Jews, Koreans, and Prejudice (editorial)

Hello. This is prof. AKIA with an editorial which is basically an excerpt from my Korean movie “Veteran” (2015) Review. If you have read that review, there is no need to repeat the experience. If you still want to, bless you.






Money, Jews, and Koreans
Recently, a Korean made a claim that Koreans are not racially prejudiced against Jews. And I agree and somewhat disagree at the same time.

“Jew” is not used in any derogatory manner here.

Compared to the numerous other peoples in the world, Koreans’ contact with the Jewish people are rather minimal. And the Jewish people, while not as numerous as some, are one of the more famous ones. I do not think a majority of Koreans will even recognize the most orthodox looking Jew if they were standing right in front of one. Thus, the possibility that we would pick up on more subtle ques is low.

This makes the Jewish people more like a fictional mystical people like the Hobbits to Koreans. As a result, Koreans are free to make up their own image of who Jews are by which I mean self-indulgent interpretations. The most obvious fact that Koreans first notice about Jews is the whole “diaspora” thing. We think “Jews suffered a lot. We also suffered a lot. So we are similar.” This creates a rather superficial but positive connection in the mind of a Korean. The fact that, if you get down to brass tax, it is rather embarrassing to compare the two, does not really enter a Korean’s mind. This is part of what educated Koreans call Koreans’ tendency to cosplay being the victim.

We Love to do that!

The next positive connection is made after overhearing that Jews are very into educating their children.
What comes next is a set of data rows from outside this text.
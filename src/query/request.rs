use serde::Deserialize;

use crate::measure::Measure;

/// Cache directive carried in the query parameters.
///
/// `Use` reads and populates the shared cache, `NotUse` bypasses it entirely,
/// `Invalidate` clears the caller's partition before the query proceeds.
#[derive(Debug, Clone, Copy, PartialEq, Eq, Default, Deserialize)]
#[serde(rename_all = "snake_case")]
pub enum CacheMode {
    #[default]
    Use,
    NotUse,
    Invalidate,
}

/// Recognized query parameters
#[derive(Debug, Clone, Default, Deserialize)]
pub struct QueryParameters {
    #[serde(default)]
    pub cache: CacheMode,
}

/// Filter condition operator
#[derive(Debug, Clone, Copy, PartialEq, Eq, Hash, Deserialize)]
#[serde(rename_all = "snake_case")]
pub enum ConditionOp {
    Eq,
    Ne,
    Lt,
    Le,
    Gt,
    Ge,
    In,
    NotIn,
    IsNull,
    IsNotNull,
}

/// Filter tree for analytics queries
///
/// Leaves compare a field against a JSON literal; `and`/`or` combine
/// sub-trees.
#[derive(Debug, Clone, Deserialize)]
#[serde(rename_all = "lowercase")]
pub enum Criteria {
    And(Vec<Criteria>),
    Or(Vec<Criteria>),
    Condition {
        field: String,
        op: ConditionOp,
        #[serde(default)]
        value: serde_json::Value,
    },
}

impl Criteria {
    /// Leaf condition shorthand
    pub fn condition(field: impl Into<String>, op: ConditionOp, value: serde_json::Value) -> Self {
        Criteria::Condition {
            field: field.into(),
            op,
            value,
        }
    }

    pub fn eq(field: impl Into<String>, value: serde_json::Value) -> Self {
        Self::condition(field, ConditionOp::Eq, value)
    }
}

/// Row ordering for one column
#[derive(Debug, Clone, Deserialize)]
#[serde(rename_all = "lowercase")]
pub enum Order {
    Asc,
    Desc,
    /// Explicit value order; values absent from the list sort after it
    List(Vec<serde_json::Value>),
}

#[derive(Debug, Clone, Deserialize)]
pub struct OrderBy {
    pub field: String,
    pub order: Order,
}

/// One group of a GROUP column-set
#[derive(Debug, Clone, Deserialize)]
pub struct GroupDto {
    pub name: String,
    pub values: Vec<serde_json::Value>,
}

/// Dynamic grouping over a derived dimension.
///
/// Rows whose `field` value belongs to a group are replicated under a new
/// synthetic `new_field` column holding the group name.
#[derive(Debug, Clone, Deserialize)]
pub struct GroupColumnSet {
    #[serde(rename = "newField")]
    pub new_field: String,
    pub field: String,
    pub groups: Vec<GroupDto>,
}

/// Recognized column-sets
#[derive(Debug, Clone, Deserialize)]
#[serde(rename_all = "lowercase")]
pub enum ColumnSet {
    Group(GroupColumnSet),
}

/// Request body for analytics queries
///
/// Queries are expressed in terms of columns (for grouping) and measures
/// (for values). A negative `limit` means "use the default limit".
#[derive(Debug, Clone, Deserialize)]
#[serde(rename_all = "camelCase")]
pub struct QueryDto {
    pub table: String,
    #[serde(default)]
    pub columns: Vec<String>,
    #[serde(default)]
    pub rollup_columns: Vec<String>,
    #[serde(default)]
    pub grouping_sets: Vec<Vec<String>>,
    #[serde(default)]
    pub criteria: Option<Criteria>,
    #[serde(default)]
    pub measures: Vec<Measure>,
    #[serde(default)]
    pub orders: Vec<OrderBy>,
    #[serde(default)]
    pub column_sets: Vec<ColumnSet>,
    #[serde(default)]
    pub parameters: QueryParameters,
    #[serde(default = "default_limit")]
    pub limit: i64,
}

fn default_limit() -> i64 {
    -1
}

impl QueryDto {
    pub fn from(table: impl Into<String>) -> Self {
        Self {
            table: table.into(),
            columns: Vec::new(),
            rollup_columns: Vec::new(),
            grouping_sets: Vec::new(),
            criteria: None,
            measures: Vec::new(),
            orders: Vec::new(),
            column_sets: Vec::new(),
            parameters: QueryParameters::default(),
            limit: -1,
        }
    }

    pub fn with_column(mut self, column: impl Into<String>) -> Self {
        self.columns.push(column.into());
        self
    }

    pub fn with_rollup(mut self, column: impl Into<String>) -> Self {
        self.rollup_columns.push(column.into());
        self
    }

    pub fn with_grouping_set(mut self, columns: Vec<String>) -> Self {
        self.grouping_sets.push(columns);
        self
    }

    pub fn with_measure(mut self, measure: Measure) -> Self {
        self.measures.push(measure);
        self
    }

    pub fn with_criteria(mut self, criteria: Criteria) -> Self {
        self.criteria = Some(criteria);
        self
    }

    pub fn with_order(mut self, field: impl Into<String>, order: Order) -> Self {
        self.orders.push(OrderBy { field: field.into(), order });
        self
    }

    pub fn with_column_set(mut self, column_set: ColumnSet) -> Self {
        self.column_sets.push(column_set);
        self
    }

    pub fn with_cache_mode(mut self, mode: CacheMode) -> Self {
        self.parameters.cache = mode;
        self
    }

    pub fn with_limit(mut self, limit: i64) -> Self {
        self.limit = limit;
        self
    }

    /// The GROUP column-set of this query, if any
    pub fn group_column_set(&self) -> Option<&GroupColumnSet> {
        self.column_sets.iter().map(|ColumnSet::Group(g)| g).next()
    }
}

/// Request body for pivot queries
///
/// `rows` and `columns` partition the inner query's columns; totals for every
/// row/column prefix combination are produced through grouping sets, so the
/// inner query must not carry rollups of its own.
#[derive(Debug, Clone, Deserialize)]
#[serde(rename_all = "camelCase")]
pub struct PivotQueryDto {
    pub query: QueryDto,
    pub rows: Vec<String>,
    pub columns: Vec<String>,
    #[serde(default)]
    pub hidden_totals: Vec<String>,
}
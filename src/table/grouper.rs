//! GROUP column-set reshape

use crate::resolver::CompiledGroupColumnSet;
use crate::schema::FieldType;
use crate::value::Value;

use super::{ColumnarTable, Header};

/// Reshape a table under a GROUP column-set.
///
/// A new group column is prepended; each source row is emitted once per
/// group containing its source value, groups and values in declaration
/// order. Tables without the source column pass through unchanged.
pub fn group(table: &ColumnarTable, set: &CompiledGroupColumnSet) -> ColumnarTable {
    let Some(source) = table.column(&set.field.name) else {
        return table.clone();
    };

    let mut selection: Vec<(String, usize)> = Vec::new();
    for (name, values) in &set.groups {
        for value in values {
            for (row, cell) in source.iter().enumerate() {
                if cell == value {
                    selection.push((name.clone(), row));
                }
            }
        }
    }

    let mut headers = Vec::with_capacity(table.headers().len() + 1);
    headers.push(Header::dimension(set.new_field.name.as_str(), FieldType::Str));
    headers.extend(table.headers().iter().cloned());

    let mut columns: Vec<Vec<Value>> = vec![Vec::with_capacity(selection.len())];
    for _ in table.headers() {
        columns.push(Vec::with_capacity(selection.len()));
    }
    for (group_name, row) in &selection {
        columns[0].push(Value::Str(group_name.clone()));
        for (i, cell) in table.row(*row).into_iter().enumerate() {
            columns[i + 1].push(cell);
        }
    }
    ColumnarTable::new(headers, columns)
}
Koreans think “We also do that!” since Koreans tend to fetishize the appearance of being educated. This goes way back to the past when Philosophy department scholars formed the ruling class of old Korea. Thus, now we spend tons of money to educate our children without actually educating them. In any case, this is a reason why Koreans publish books with titles like “How to raise your kid like a Jewish mother.”

While this is superficial, the image of the Jewish people Koreans have here is positive. But there is another side to this. Once you start to get into other elements associated with Jews, very familiar words regarding the Jews start to come out.

Filthy.
Greedy.
Money grabbing…

Some Koreans suddenly turn into Mel Gibson.

The reasoning behind this phenomena is intriguing to think about. Some of it comes from imported views of Jews that rubbed off on to Koreans. But I think this is not the whole story. The fact is that very few Koreans have had firsthand contact with Jews in the first place. So, even though we might have picked up some bad ideas, why did it stick so strongly? This makes me think how much of this is actually about any racial elements and how much it is actually about the social roles Jews are commonly associated with.

Money and business is a very touchy subject for Koreans. For most of the last 600 years, people dealing with money were seen as barely being above a slave. People who were merchants or in other business professions were shunned by the socially dominant scholarly class. Within the culture, dealing with money was seen to be a state to get out of quickly.

Think of it as being a pornographer in the 80s.
Make your money and get out.

Things have slowly changed over the last 100 years but this prejudice still strongly lingers within the culture although selectively. By this, I mean “if I do it, it is okay. If anyone else does it and better, it is filthy!” This makes “Jaebols” an easy target. Thus, the rather contradicting image of Jews can be linked to this “Social function / Job” prejudice Koreans have.

That was a long way to get to my point!

Jaebols and Prejudice
Watching “Veteran” (2015) ends up being rather uncomfortable as it is vehemently prejudice against a social minority within Korean society. Does it matter that they have money? Some would say yes. Other would say no.

But the thing is that money didn’t save the Jews of west Europe during WW2.

You could make a “rich” bashing movie work when you focus on an individual and do not further extrapolate the negative traits of the villain to a wider subset of people. After all, there are always bad apples amongst any loosely categorized group of people. “Veteran” (2015) goes over this line as it tries to say that the villain is a terrible sub-human being and the others within his social grouping are no better.

It is interesting watching this movie as the movie checks down every general slander, which existed even before I was born, that has been laid upon the subset of Koreans arbitrary titled as being “Jaebols”. They are sexually deviant. They are child molesters. They are drug addicts. They are mobster. They abuse actresses. They have bastards with those actresses. They abort those bastards against the mother’s wishes and etc. If this think about the hero’s motivation in this avenue and replace the villain “Jaebols” with a villain Jew, things get rather clearer and ickier. His sudden dislike of the villain makes more sense.

In many ways, the popularity of this movie is very revealing of Korean society. The negative feelings towards the so called “Jaebols” is at the highest amongst the population it had ever been in the modern times. This phenomenon is quite interesting as the Jaebols’ socio-political power has dwindling over past 15 years while still basically taking on the brunt of the tax burden in Korea. Just think of the fact that about 49.5% of the Korean tax payers with income do not pay any direct tax after deductions.

It is something to think about.


This was prof. AKIA with an editorial. Some food for thought.